··· Data to use

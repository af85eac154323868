// mlsaflow: Incremental multi-locus sequence analysis from marker genes to a phylogeny.
//
// Copyright 2025 The mlsaflow authors.
//
// Copyrights in this project are retained by contributors. No copyright assignment
// is required to contribute to this project.
//
// Except as otherwise noted (below and/or in individual files), this
// project is licensed under the Apache License, Version 2.0
// <LICENSE-APACHE> or <http://www.apache.org/licenses/LICENSE-2.0> or
// the MIT license, <LICENSE-MIT> or <http://opensource.org/licenses/MIT>,
// at your option.
//

//! Reconciled run settings.
//!
//! Settings come from, highest precedence first: the command line, the run
//! directory's `config.json`, a config file given with `--config`, and the
//! built-in defaults. The reconciled result is written back to the run
//! directory so that a rerun with only the run id repeats the same analysis.

use std::collections::HashSet;
use std::path::Path;
use std::path::PathBuf;

use log::{debug, info, warn};
use serde::{Deserialize, Serialize};

use crate::error::PipelineError;
use crate::fingerprint::canonical_f64;
use crate::fingerprint::snapshot;
use crate::fingerprint::ParameterSnapshot;
use crate::sequences::genome_name;
use crate::sequences::looks_like_fasta;
use crate::stage::Stage;
use crate::Program;

pub const DEFAULT_EVALUE: f64 = 1e-5;
pub const DEFAULT_COVERAGE: f64 = 50.0;
pub const DEFAULT_IDENTITY: f64 = 30.0;
pub const DEFAULT_ALIGNER_OPTIONS: &str = "--localpair --maxiterate 1000";
pub const DEFAULT_TREE_OPTIONS: &str = "-m MFP -B 1000";

/// Every setting that shapes a run.
#[derive(Debug, Clone, PartialEq, Serialize, Deserialize)]
#[serde(default)]
pub struct Config {
    /// Query FASTA files with one or more marker genes each.
    pub query: Vec<PathBuf>,
    /// Genome FASTA files.
    pub files: Vec<PathBuf>,
    /// Directories scanned for genome FASTA files.
    pub dir: Vec<PathBuf>,
    pub evalue: f64,
    pub coverage: f64,
    pub identity: f64,
    pub program: Program,
    pub threads: usize,
    /// Allow several query sequences per gene label.
    pub dups: bool,
    pub allow_missing: usize,
    /// Acknowledges that genomes missing genes may be dropped.
    pub missing_check: bool,
    pub outgroup: Option<String>,
    /// Back up stale artifacts instead of deleting them.
    pub protect: bool,
    /// Extra aligner options.
    pub mafft: String,
    /// Extra tree builder options.
    pub iqtree: String,
    /// Directory holding the external executables.
    pub external: Option<PathBuf>,
}

impl Default for Config {
    fn default() -> Self {
        Config {
            query: Vec::new(),
            files: Vec::new(),
            dir: Vec::new(),
            evalue: DEFAULT_EVALUE,
            coverage: DEFAULT_COVERAGE,
            identity: DEFAULT_IDENTITY,
            program: Program::default(),
            threads: 1,
            dups: false,
            allow_missing: 0,
            missing_check: false,
            outgroup: None,
            protect: false,
            mafft: DEFAULT_ALIGNER_OPTIONS.to_string(),
            iqtree: DEFAULT_TREE_OPTIONS.to_string(),
            external: None,
        }
    }
}

/// Settings given on the command line; `None` and `false` defer to stored values.
#[derive(Debug, Clone, Default, PartialEq)]
pub struct Overrides {
    pub query: Vec<PathBuf>,
    pub files: Vec<PathBuf>,
    pub dir: Vec<PathBuf>,
    pub evalue: Option<f64>,
    pub coverage: Option<f64>,
    pub identity: Option<f64>,
    pub program: Option<Program>,
    pub threads: Option<usize>,
    pub dups: bool,
    pub allow_missing: Option<usize>,
    pub missing_check: bool,
    pub outgroup: Option<String>,
    pub protect: bool,
    pub mafft: Option<String>,
    pub iqtree: Option<String>,
    pub external: Option<PathBuf>,
}

fn merge_paths(first: Vec<PathBuf>, second: Vec<PathBuf>) -> Vec<PathBuf> {
    let mut seen: HashSet<PathBuf> = HashSet::new();
    first.into_iter().chain(second)
        .filter(|path| seen.insert(path.clone()))
        .collect()
}

/// Makes `path` absolute against the current directory.
pub fn absolute(path: &Path) -> PathBuf {
    if path.is_absolute() {
        path.to_path_buf()
    } else {
        std::env::current_dir().map(|cwd| cwd.join(path)).unwrap_or_else(|_| path.to_path_buf())
    }
}

impl Config {
    /// Reads a JSON config file. Unknown keys are ignored, missing keys defaulted.
    pub fn read(path: &Path) -> Result<Self, PipelineError> {
        info!("Reading configuration from {}", path.display());
        let contents = std::fs::read_to_string(path).map_err(|e| PipelineError::unreadable(path, e))?;
        serde_json::from_str(&contents).map_err(|e| {
            PipelineError::ConfigurationError(format!("{} is not a valid config file: {}", path.display(), e))
        })
    }

    pub fn write(&self, path: &Path) -> Result<(), PipelineError> {
        debug!("Writing configuration to {}", path.display());
        let mut contents = serde_json::to_string_pretty(self)
            .map_err(|e| PipelineError::ConfigurationError(e.to_string()))?;
        contents.push('\n');
        std::fs::write(path, contents)?;
        Ok(())
    }

    /// Finds the stored config for a run.
    ///
    /// The run directory's own config wins over `copy_from`, which is only
    /// used to seed a new run.
    pub fn stored(run_config: &Path, copy_from: Option<&Path>) -> Result<Option<Self>, PipelineError> {
        if run_config.exists() {
            if let Some(other) = copy_from {
                warn!("Ignoring {} as the run already has {}", other.display(), run_config.display());
            }
            return Config::read(run_config).map(Some)
        }
        copy_from.map(Config::read).transpose()
    }

    /// Layers command line settings over a stored config.
    ///
    /// Path lists are merged. Stored genome files that no longer exist are
    /// dropped so that a genome deleted between runs simply leaves the
    /// analysis.
    pub fn reconcile(cli: Overrides, stored: Option<Config>) -> Self {
        let stored = stored.unwrap_or_default();

        let kept_files: Vec<PathBuf> = stored.files.into_iter().filter(|file| {
            let exists = file.exists();
            if !exists {
                warn!("Genome {} from the stored config no longer exists; dropping it", file.display());
            }
            exists
        }).collect();

        Config {
            query: merge_paths(cli.query, stored.query),
            files: merge_paths(cli.files, kept_files),
            dir: merge_paths(cli.dir, stored.dir),
            evalue: cli.evalue.unwrap_or(stored.evalue),
            coverage: cli.coverage.unwrap_or(stored.coverage),
            identity: cli.identity.unwrap_or(stored.identity),
            program: cli.program.unwrap_or(stored.program),
            threads: cli.threads.unwrap_or(stored.threads),
            dups: cli.dups || stored.dups,
            allow_missing: cli.allow_missing.unwrap_or(stored.allow_missing),
            missing_check: cli.missing_check || stored.missing_check,
            outgroup: cli.outgroup.or(stored.outgroup).filter(|name| !name.is_empty()),
            protect: cli.protect || stored.protect,
            mafft: cli.mafft.unwrap_or(stored.mafft),
            iqtree: cli.iqtree.unwrap_or(stored.iqtree),
            external: cli.external.or(stored.external),
        }
    }

    /// Rejects out of range or contradictory settings.
    pub fn validate(&self) -> Result<(), PipelineError> {
        let fail = |msg: String| Err(PipelineError::ConfigurationError(msg));
        if !(self.evalue > 0.0 && self.evalue <= 10.0) {
            return fail(format!("evalue {} must be above 0 and at most 10", self.evalue))
        }
        if !(0.0..=100.0).contains(&self.coverage) {
            return fail(format!("coverage {} must be between 0 and 100", self.coverage))
        }
        if !(0.0..=100.0).contains(&self.identity) {
            return fail(format!("identity {} must be between 0 and 100", self.identity))
        }
        if self.threads == 0 {
            return fail("threads must be at least 1".to_string())
        }
        if self.query.is_empty() {
            return fail("no query files given; use --query".to_string())
        }
        if self.files.is_empty() && self.dir.is_empty() {
            return fail("no genomes given; use --files or --dir".to_string())
        }
        if shlex::split(&self.mafft).is_none() {
            return fail(format!("cannot parse aligner options '{}'", self.mafft))
        }
        if shlex::split(&self.iqtree).is_none() {
            return fail(format!("cannot parse tree options '{}'", self.iqtree))
        }
        Ok(())
    }

    /// Every genome file of the run, directories scanned in sorted order.
    ///
    /// Two different paths with the same genome name are ambiguous and
    /// rejected, since the name labels the genome everywhere downstream.
    pub fn genome_files(&self) -> Result<Vec<PathBuf>, PipelineError> {
        let mut found: Vec<PathBuf> = Vec::new();
        for dir in self.dir.iter() {
            let entries = std::fs::read_dir(dir).map_err(|e| PipelineError::unreadable(dir, e))?;
            let mut fastas: Vec<PathBuf> = entries
                .filter_map(|entry| entry.ok().map(|e| e.path()))
                .filter(|path| path.is_file())
                .filter(|path| {
                    let is_fasta = looks_like_fasta(path);
                    if !is_fasta {
                        debug!("{} does not look like FASTA, skipping", path.display());
                    }
                    is_fasta
                })
                .collect();
            fastas.sort();
            found.append(&mut fastas);
        }
        for file in self.files.iter() {
            if !file.is_file() {
                return Err(PipelineError::unreadable(file, "no such file"))
            }
            found.push(file.clone());
        }
        let found = merge_paths(found, Vec::new());

        let mut names: std::collections::HashMap<String, &PathBuf> = std::collections::HashMap::new();
        for path in found.iter() {
            let name = genome_name(path);
            if let Some(other) = names.insert(name.clone(), path) {
                return Err(PipelineError::ConfigurationError(format!(
                    "genome name {} found in two locations: {} and {}; remove or rename one",
                    name, other.display(), path.display())))
            }
        }
        Ok(found)
    }

    pub fn aligner_options(&self) -> Vec<String> {
        shlex::split(&self.mafft).unwrap_or_default()
    }

    pub fn tree_options(&self) -> Vec<String> {
        shlex::split(&self.iqtree).unwrap_or_default()
    }

    /// Parameters that shape the outputs of `stage`.
    pub fn stage_parameters(&self, stage: Stage) -> ParameterSnapshot {
        match stage {
            Stage::Validate => snapshot([("dups", self.dups.to_string())]),
            Stage::Preblast => snapshot([
                ("program", self.program.to_string()),
                ("evalue", canonical_f64(self.evalue)),
            ]),
            Stage::Filtering => snapshot([
                ("evalue", canonical_f64(self.evalue)),
                ("coverage", canonical_f64(self.coverage)),
                ("identity", canonical_f64(self.identity)),
                ("dups", self.dups.to_string()),
                ("allow_missing", self.allow_missing.to_string()),
            ]),
            Stage::Prealign => ParameterSnapshot::new(),
            Stage::Postalign => snapshot([("aligner_options", self.aligner_options().join(" "))]),
            Stage::Nexus => ParameterSnapshot::new(),
            Stage::Tree => snapshot([
                ("outgroup", self.outgroup.clone().unwrap_or_default()),
                ("tree_options", self.tree_options().join(" ")),
            ]),
        }
    }
}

······

From the data above, output only the lines between the line containing "or <http://www.apache.org/licenses/LICENSE-2.0> or" and the line containing "the external executables.", inclusive, exactly as written.

> _Finished task_
// <LICENSE-APACHE> or <http://www.apache.org/licenses/LICENSE-2.0> or
// the MIT license, <LICENSE-MIT> or <http://opensource.org/licenses/MIT>,
// at your option.
//

//! Reconciled run settings.
//!
//! Settings come from, highest precedence first: the command line, the run
//! directory's `config.json`, a config file given with `--config`, and the
//! built-in defaults. The reconciled result is written back to the run
//! directory so that a rerun with only the run id repeats the same analysis.

use std::collections::HashSet;
use std::path::Path;
use std::path::PathBuf;

use log::{debug, info, warn};
use serde::{Deserialize, Serialize};

use crate::error::PipelineError;
use crate::fingerprint::canonical_f64;
use crate::fingerprint::snapshot;
use crate::fingerprint::ParameterSnapshot;
use crate::sequences::genome_name;
use crate::sequences::looks_like_fasta;
use crate::stage::Stage;
use crate::Program;

pub const DEFAULT_EVALUE: f64 = 1e-5;
pub const DEFAULT_COVERAGE: f64 = 50.0;
pub const DEFAULT_IDENTITY: f64 = 30.0;
pub const DEFAULT_ALIGNER_OPTIONS: &str = "--localpair --maxiterate 1000";
pub const DEFAULT_TREE_OPTIONS: &str = "-m MFP -B 1000";

/// Every setting that shapes a run.
#[derive(Debug, Clone, PartialEq, Serialize, Deserialize)]
#[serde(default)]
pub struct Config {
    /// Query FASTA files with one or more marker genes each.
    pub query: Vec<PathBuf>,
    /// Genome FASTA files.
    pub files: Vec<PathBuf>,
    /// Directories scanned for genome FASTA files.
    pub dir: Vec<PathBuf>,
    pub evalue: f64,
    pub coverage: f64,
    pub identity: f64,
    pub program: Program,
    pub threads: usize,
    /// Allow several query sequences per gene label.
    pub dups: bool,
    pub allow_missing: usize,
    /// Acknowledges that genomes missing genes may be dropped.
    pub missing_check: bool,
    pub outgroup: Option<String>,
    /// Back up stale artifacts instead of deleting them.
    pub protect: bool,
    /// Extra aligner options.
    pub mafft: String,
    /// Extra tree builder options.
    pub iqtree: String,
    /// Directory holding the external executables.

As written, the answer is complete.